── INPUT DATA

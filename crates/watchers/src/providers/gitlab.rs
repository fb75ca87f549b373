//! GitLab webhook codec.
//!
//! Issue and merge request hooks share one rule set: a state change in
//! `changes.state.current` wins (`closed` means closed, `opened` means
//! reopened) and any other hook reports a newly opened subject.

use notify::{commit_title, Notification, NotificationKind};
use serde::Deserialize;
use serde_json::Value;

use super::{decode, join_repository, newest_commit, normalized, secrets_match, PayloadCodec};
use crate::error::WatcherError;
use crate::response::WebhookRequest;

/// Header naming the GitLab event.
pub const EVENT_HEADER: &str = "x-gitlab-event";

/// Header carrying the configured secret token.
pub const TOKEN_HEADER: &str = "x-gitlab-token";

/// Codec for GitLab webhooks.
#[derive(Debug, Clone, Copy, Default)]
pub struct GitLabCodec;

impl PayloadCodec for GitLabCodec {
    fn event_header(&self) -> &'static str {
        EVENT_HEADER
    }

    fn authenticate(&self, request: &WebhookRequest, _payload: &Value, secret: &str) -> bool {
        secrets_match(secret, request.header(TOKEN_HEADER))
    }

    fn classify(
        &self,
        request: &WebhookRequest,
        payload: &Value,
    ) -> Result<Option<Notification>, WatcherError> {
        let hook = request.normalized_header(EVENT_HEADER);
        if !matches!(
            hook.as_str(),
            "issue hook" | "note hook" | "merge request hook" | "push hook"
        ) {
            return Ok(None);
        }

        let event: HookEvent = decode(payload)?;
        let notification = match hook.as_str() {
            "issue hook" => Some(event.subject_notification(Subject::Issue)),
            "note hook" => Some(event.note_notification()),
            "merge request hook" => Some(event.subject_notification(Subject::MergeRequest)),
            _ => event.push_notification(),
        };
        Ok(notification)
    }
}

#[derive(Debug, Clone, Copy)]
enum Subject {
    Issue,
    MergeRequest,
}

impl Subject {
    const fn kinds(self) -> [NotificationKind; 3] {
        match self {
            Self::Issue => [
                NotificationKind::NewIssue,
                NotificationKind::ClosedIssue,
                NotificationKind::ReopenedIssue,
            ],
            Self::MergeRequest => [
                NotificationKind::NewPullRequest,
                NotificationKind::ClosedPullRequest,
                NotificationKind::ReopenedPullRequest,
            ],
        }
    }
}

#[derive(Debug, Default, Deserialize)]
struct StateChange {
    #[serde(default)]
    current: Option<Value>,
}

#[derive(Debug, Default, Deserialize)]
struct Changes {
    #[serde(default)]
    state: Option<StateChange>,
}

#[derive(Debug, Default, Deserialize)]
struct ObjectAttributes {
    #[serde(default)]
    iid: Option<u64>,
    #[serde(default)]
    title: Option<String>,
    #[serde(default)]
    url: Option<String>,
}

#[derive(Debug, Default, Deserialize)]
struct NotedIssue {
    #[serde(default)]
    iid: Option<u64>,
    #[serde(default)]
    title: Option<String>,
}

#[derive(Debug, Default, Deserialize)]
struct Project {
    #[serde(default)]
    namespace: Option<String>,
    #[serde(default)]
    path_with_namespace: Option<String>,
}

#[derive(Debug, Default, Deserialize)]
struct Repository {
    #[serde(default)]
    name: Option<String>,
}

#[derive(Debug, Default, Deserialize)]
struct Commit {
    #[serde(default)]
    id: Option<String>,
    #[serde(default)]
    message: Option<String>,
    #[serde(default)]
    timestamp: Option<String>,
    #[serde(default)]
    url: Option<String>,
}

#[derive(Debug, Default, Deserialize)]
struct HookEvent {
    #[serde(default)]
    changes: Option<Changes>,
    #[serde(default)]
    object_attributes: Option<ObjectAttributes>,
    #[serde(default)]
    issue: Option<NotedIssue>,
    #[serde(default)]
    project: Option<Project>,
    #[serde(default)]
    repository: Option<Repository>,
    #[serde(default)]
    commits: Option<Vec<Commit>>,
}

impl HookEvent {
    fn repository(&self) -> Option<String> {
        let namespace = self.project.as_ref().and_then(|p| p.namespace.as_deref());
        let name = self.repository.as_ref().and_then(|r| r.name.as_deref());

        join_repository(namespace, name).or_else(|| {
            self.project
                .as_ref()
                .and_then(|p| p.path_with_namespace.clone())
        })
    }

    fn state_change(&self) -> Option<String> {
        self.changes
            .as_ref()
            .and_then(|c| c.state.as_ref())
            .map(|s| normalized(s.current.as_ref()))
    }

    fn subject_kind(&self, subject: Subject) -> NotificationKind {
        let [new, closed, reopened] = subject.kinds();
        match self.state_change().as_deref() {
            Some("closed") => closed,
            Some("opened") => reopened,
            _ => new,
        }
    }

    fn subject_notification(&self, subject: Subject) -> Notification {
        let kind = self.subject_kind(subject);
        let attributes = self.object_attributes.as_ref();

        Notification::new(kind)
            .with_repository(self.repository())
            .with_number(attributes.and_then(|a| a.iid))
            .with_title(attributes.and_then(|a| a.title.as_deref()))
            .with_url(attributes.and_then(|a| a.url.clone()))
    }

    fn note_notification(&self) -> Notification {
        let attributes = self.object_attributes.as_ref();
        let (number, title) = match &self.issue {
            Some(issue) => (issue.iid, issue.title.as_deref()),
            None => (
                attributes.and_then(|a| a.iid),
                attributes.and_then(|a| a.title.as_deref()),
            ),
        };

        Notification::new(NotificationKind::NewIssueComment)
            .with_repository(self.repository())
            .with_number(number)
            .with_title(title)
            .with_url(attributes.and_then(|a| a.url.clone()))
    }

    fn push_notification(&self) -> Option<Notification> {
        let commits = self.commits.as_deref().unwrap_or_default();
        let head = newest_commit(commits, |c| c.timestamp.as_deref())?;

        Some(
            Notification::new(NotificationKind::Push)
                .with_repository(self.repository())
                .with_display_title(commit_title(head.message.as_deref(), head.id.as_deref()))
                .with_url(head.url.clone()),
        )
    }
}
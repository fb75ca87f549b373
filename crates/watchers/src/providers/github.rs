//! GitHub webhook codec.

use hmac::{Hmac, Mac};
use notify::{commit_title, Notification, NotificationKind};
use serde::Deserialize;
use serde_json::Value;
use sha1::Sha1;
use sha2::{Sha256, Sha512};
use subtle::ConstantTimeEq;

use super::{decode, newest_commit, PayloadCodec};
use crate::error::WatcherError;
use crate::response::WebhookRequest;

/// Header naming the GitHub event.
pub const EVENT_HEADER: &str = "x-github-event";

/// Header carrying `<algorithm>=<hex digest>`.
pub const SIGNATURE_HEADER: &str = "x-hub-signature";

/// SHA-256 signature header sent alongside [`SIGNATURE_HEADER`].
pub const SIGNATURE_256_HEADER: &str = "x-hub-signature-256";

/// Codec for GitHub webhooks.
#[derive(Debug, Clone, Copy, Default)]
pub struct GitHubCodec;

impl PayloadCodec for GitHubCodec {
    fn event_header(&self) -> &'static str {
        EVENT_HEADER
    }

    fn authenticate(&self, request: &WebhookRequest, _payload: &Value, secret: &str) -> bool {
        let signature = if request.has_header(SIGNATURE_HEADER) {
            request.header(SIGNATURE_HEADER)
        } else {
            request.header(SIGNATURE_256_HEADER)
        };
        verify_signature(&request.body, signature, secret)
    }

    fn classify(
        &self,
        request: &WebhookRequest,
        payload: &Value,
    ) -> Result<Option<Notification>, WatcherError> {
        match request.normalized_header(EVENT_HEADER).as_str() {
            "issues" => issues_notification(payload),
            "issue_comment" => issue_comment_notification(payload),
            "pull_request" => pull_request_notification(payload),
            "push" => push_notification(payload),
            _ => Ok(None),
        }
    }
}

/// Verify a GitHub `x-hub-signature` value against the raw body.
///
/// The algorithm comes from the part before the first `=` (default
/// `sha1`); the rest is the hex digest, compared case-insensitively.
/// Unknown algorithms never verify.
#[must_use]
pub fn verify_signature(body: &[u8], signature: &str, secret: &str) -> bool {
    let signature = signature.trim();
    if signature.is_empty() {
        return false;
    }

    let (algorithm, digest) = match signature.split_once('=') {
        Some((algorithm, digest)) => (algorithm.trim().to_lowercase(), digest),
        None => (String::new(), signature),
    };
    let algorithm = if algorithm.is_empty() {
        "sha1".to_string()
    } else {
        algorithm
    };

    let Some(computed) = hmac_hex(&algorithm, secret.as_bytes(), body) else {
        return false;
    };
    let digest = digest.trim().to_lowercase();

    computed.as_bytes().ct_eq(digest.as_bytes()).into()
}

/// Lowercase hex HMAC of `body` with the named algorithm.
pub(crate) fn hmac_hex(algorithm: &str, key: &[u8], body: &[u8]) -> Option<String> {
    match algorithm {
        "sha1" => {
            let mut mac = Hmac::<Sha1>::new_from_slice(key).ok()?;
            mac.update(body);
            Some(hex::encode(mac.finalize().into_bytes()))
        }
        "sha256" => {
            let mut mac = Hmac::<Sha256>::new_from_slice(key).ok()?;
            mac.update(body);
            Some(hex::encode(mac.finalize().into_bytes()))
        }
        "sha512" => {
            let mut mac = Hmac::<Sha512>::new_from_slice(key).ok()?;
            mac.update(body);
            Some(hex::encode(mac.finalize().into_bytes()))
        }
        _ => None,
    }
}

// =============================================================================
// Payload shapes (shared with Gitea, which mirrors GitHub's format)
// =============================================================================

#[derive(Debug, Default, Deserialize)]
pub(crate) struct RepositoryRef {
    #[serde(default)]
    pub full_name: Option<String>,
}

#[derive(Debug, Default, Deserialize)]
pub(crate) struct Subject {
    #[serde(default)]
    pub html_url: Option<String>,
    #[serde(default)]
    pub number: Option<u64>,
    #[serde(default)]
    pub title: Option<String>,
}

#[derive(Debug, Default, Deserialize)]
pub(crate) struct IssuesEvent {
    #[serde(default)]
    pub action: Option<String>,
    #[serde(default)]
    pub issue: Option<Subject>,
    #[serde(default)]
    pub repository: Option<RepositoryRef>,
}

#[derive(Debug, Default, Deserialize)]
pub(crate) struct PullRequestEvent {
    #[serde(default)]
    pub action: Option<String>,
    #[serde(default)]
    pub pull_request: Option<Subject>,
    #[serde(default)]
    pub repository: Option<RepositoryRef>,
}

#[derive(Debug, Default, Deserialize)]
pub(crate) struct PushCommit {
    #[serde(default)]
    pub id: Option<String>,
    #[serde(default)]
    pub message: Option<String>,
    #[serde(default)]
    pub timestamp: Option<String>,
    #[serde(default)]
    pub url: Option<String>,
}

#[derive(Debug, Default, Deserialize)]
pub(crate) struct PushEvent {
    #[serde(default)]
    pub commits: Option<Vec<PushCommit>>,
    #[serde(default)]
    pub repository: Option<RepositoryRef>,
}

fn repository_name(repository: Option<RepositoryRef>) -> Option<String> {
    repository.and_then(|r| r.full_name)
}

fn subject_notification(
    kind: NotificationKind,
    subject: Subject,
    repository: Option<RepositoryRef>,
) -> Notification {
    Notification::new(kind)
        .with_repository(repository_name(repository))
        .with_number(subject.number)
        .with_title(subject.title.as_deref())
        .with_url(subject.html_url)
}

fn action_kind(
    action: Option<&str>,
    opened: NotificationKind,
    closed: NotificationKind,
    reopened: NotificationKind,
) -> Option<NotificationKind> {
    match action.unwrap_or_default().trim().to_lowercase().as_str() {
        "opened" => Some(opened),
        "closed" => Some(closed),
        "reopened" => Some(reopened),
        _ => None,
    }
}

pub(crate) fn issues_notification(payload: &Value) -> Result<Option<Notification>, WatcherError> {
    let event: IssuesEvent = decode(payload)?;
    let Some(issue) = event.issue else {
        return Ok(None);
    };
    let Some(kind) = action_kind(
        event.action.as_deref(),
        NotificationKind::NewIssue,
        NotificationKind::ClosedIssue,
        NotificationKind::ReopenedIssue,
    ) else {
        return Ok(None);
    };

    Ok(Some(subject_notification(kind, issue, event.repository)))
}

pub(crate) fn issue_comment_notification(
    payload: &Value,
) -> Result<Option<Notification>, WatcherError> {
    let event: IssuesEvent = decode(payload)?;
    Ok(event.issue.map(|issue| {
        subject_notification(NotificationKind::NewIssueComment, issue, event.repository)
    }))
}

pub(crate) fn pull_request_notification(
    payload: &Value,
) -> Result<Option<Notification>, WatcherError> {
    let event: PullRequestEvent = decode(payload)?;
    let Some(pull_request) = event.pull_request else {
        return Ok(None);
    };
    let Some(kind) = action_kind(
        event.action.as_deref(),
        NotificationKind::NewPullRequest,
        NotificationKind::ClosedPullRequest,
        NotificationKind::ReopenedPullRequest,
    ) else {
        return Ok(None);
    };

    Ok(Some(subject_notification(kind, pull_request, event.repository)))
}

pub(crate) fn push_notification(payload: &Value) -> Result<Option<Notification>, WatcherError> {
    let event: PushEvent = decode(payload)?;
    let commits = event.commits.unwrap_or_default();
    let Some(head) = newest_commit(&commits, |c| c.timestamp.as_deref()) else {
        return Ok(None);
    };

    Ok(Some(
        Notification::new(NotificationKind::Push)
            .with_repository(repository_name(event.repository))
            .with_display_title(commit_title(head.message.as_deref(), head.id.as_deref()))
            .with_url(head.url.clone()),
    ))
}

────

### TASK OBJECTIVE
With no other words, report how many lines in the entries hold the string "naming".

### OUTPUT FOR THIS EXERCISE
2